Your assignment | All lines from the one including "use tokio::sync::Semaphore;" to the bottom of the entries below should be repeated exactly, both ends kept.

[Start of Attachment]

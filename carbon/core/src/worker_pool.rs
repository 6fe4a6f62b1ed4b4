// Copyright (c) Mysten Labs, Inc.
// SPDX-License-Identifier: Apache-2.0

use std::future::Future;
use std::sync::Arc;

use tokio::sync::Semaphore;

/// Task pool for the write path. Both flavors run jobs on the tokio runtime;
/// they differ only in admission: static submission waits for a free worker
/// slot, dynamic submission always accepts.
pub(crate) enum WorkerPool {
    Static { slots: Arc<Semaphore> },
    Dynamic,
}

impl WorkerPool {
    pub(crate) fn new_static(workers: usize) -> Self {
        WorkerPool::Static {
            slots: Arc::new(Semaphore::new(workers.max(1))),
        }
    }

    pub(crate) fn new_dynamic() -> Self {
        WorkerPool::Dynamic
    }

    /// Runs `job` on the pool. Suspends while a static pool is saturated.
    pub(crate) async fn spawn<F>(&self, job: F)
    where
        F: Future<Output = ()> + Send + 'static,
    {
        match self {
            WorkerPool::Static { slots } => {
                let permit = slots
                    .clone()
                    .acquire_owned()
                    .await
                    .expect("worker pool semaphore is never closed");
                tokio::spawn(async move {
                    job.await;
                    drop(permit);
                });
            }
            WorkerPool::Dynamic => {
                tokio::spawn(job);
            }
        }
    }
}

[End of Attachment]

Response |
use tokio::sync::Semaphore;

/// Task pool for the write path. Both flavors run jobs on the tokio runtime;
/// they differ only in admission: static submission waits for a free worker
/// slot, dynamic submission always accepts.
pub(crate) enum WorkerPool {
    Static { slots: Arc<Semaphore> },
    Dynamic,
}

impl WorkerPool {
    pub(crate) fn new_static(workers: usize) -> Self {
        WorkerPool::Static {
            slots: Arc::new(Semaphore::new(workers.max(1))),
        }
    }

    pub(crate) fn new_dynamic() -> Self {
        WorkerPool::Dynamic
    }

    /// Runs `job` on the pool. Suspends while a static pool is saturated.
    pub(crate) async fn spawn<F>(&self, job: F)
    where
        F: Future<Output = ()> + Send + 'static,
    {
        match self {
            WorkerPool::Static { slots } => {
                let permit = slots
                    .clone()
                    .acquire_owned()
                    .await
                    .expect("worker pool semaphore is never closed");
                tokio::spawn(async move {
                    job.await;
                    drop(permit);
                });
            }
            WorkerPool::Dynamic => {
                tokio::spawn(job);
            }
        }
    }
}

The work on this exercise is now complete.